## Exercise instructions:
Nothing in the listing below should be skipped, so transcribe it all exactly.
- - -
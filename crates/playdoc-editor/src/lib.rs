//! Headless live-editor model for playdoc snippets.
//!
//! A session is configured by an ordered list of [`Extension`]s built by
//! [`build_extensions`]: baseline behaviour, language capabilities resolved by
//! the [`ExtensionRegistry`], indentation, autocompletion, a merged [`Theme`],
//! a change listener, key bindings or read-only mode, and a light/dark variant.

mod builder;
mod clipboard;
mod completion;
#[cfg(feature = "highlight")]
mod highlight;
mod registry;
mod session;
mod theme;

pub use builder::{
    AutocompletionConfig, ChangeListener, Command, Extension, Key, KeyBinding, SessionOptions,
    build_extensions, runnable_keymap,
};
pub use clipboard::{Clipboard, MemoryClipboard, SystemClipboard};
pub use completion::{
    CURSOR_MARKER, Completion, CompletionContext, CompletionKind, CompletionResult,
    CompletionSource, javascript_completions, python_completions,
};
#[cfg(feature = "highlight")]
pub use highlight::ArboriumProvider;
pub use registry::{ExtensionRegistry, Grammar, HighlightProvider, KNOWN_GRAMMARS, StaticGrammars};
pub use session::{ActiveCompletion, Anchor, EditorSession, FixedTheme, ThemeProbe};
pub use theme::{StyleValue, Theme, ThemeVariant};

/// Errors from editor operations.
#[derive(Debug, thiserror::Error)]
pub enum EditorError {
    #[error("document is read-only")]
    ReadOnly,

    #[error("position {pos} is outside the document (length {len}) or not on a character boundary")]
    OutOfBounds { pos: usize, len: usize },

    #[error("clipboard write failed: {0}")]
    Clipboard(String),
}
- - -
## Answer space:
filename crates/playdoc-editor/src/lib.rs
//! Headless live-editor model for playdoc snippets.
//!
//! A session is configured by an ordered list of [`Extension`]s built by
//! [`build_extensions`]: baseline behaviour, language capabilities resolved by
//! the [`ExtensionRegistry`], indentation, autocompletion, a merged [`Theme`],
//! a change listener, key bindings or read-only mode, and a light/dark variant.

mod builder;
mod clipboard;
mod completion;
#[cfg(feature = "highlight")]
mod highlight;
mod registry;
mod session;
mod theme;

pub use builder::{
    AutocompletionConfig, ChangeListener, Command, Extension, Key, KeyBinding, SessionOptions,
    build_extensions, runnable_keymap,
};
pub use clipboard::{Clipboard, MemoryClipboard, SystemClipboard};
pub use completion::{
    CURSOR_MARKER, Completion, CompletionContext, CompletionKind, CompletionResult,
    CompletionSource, javascript_completions, python_completions,
};
#[cfg(feature = "highlight")]
pub use highlight::ArboriumProvider;
pub use registry::{ExtensionRegistry, Grammar, HighlightProvider, KNOWN_GRAMMARS, StaticGrammars};
pub use session::{ActiveCompletion, Anchor, EditorSession, FixedTheme, ThemeProbe};
pub use theme::{StyleValue, Theme, ThemeVariant};

/// Errors from editor operations.
#[derive(Debug, thiserror::Error)]
pub enum EditorError {
    #[error("document is read-only")]
    ReadOnly,

    #[error("position {pos} is outside the document (length {len}) or not on a character boundary")]
    OutOfBounds { pos: usize, len: usize },

    #[error("clipboard write failed: {0}")]
    Clipboard(String),
}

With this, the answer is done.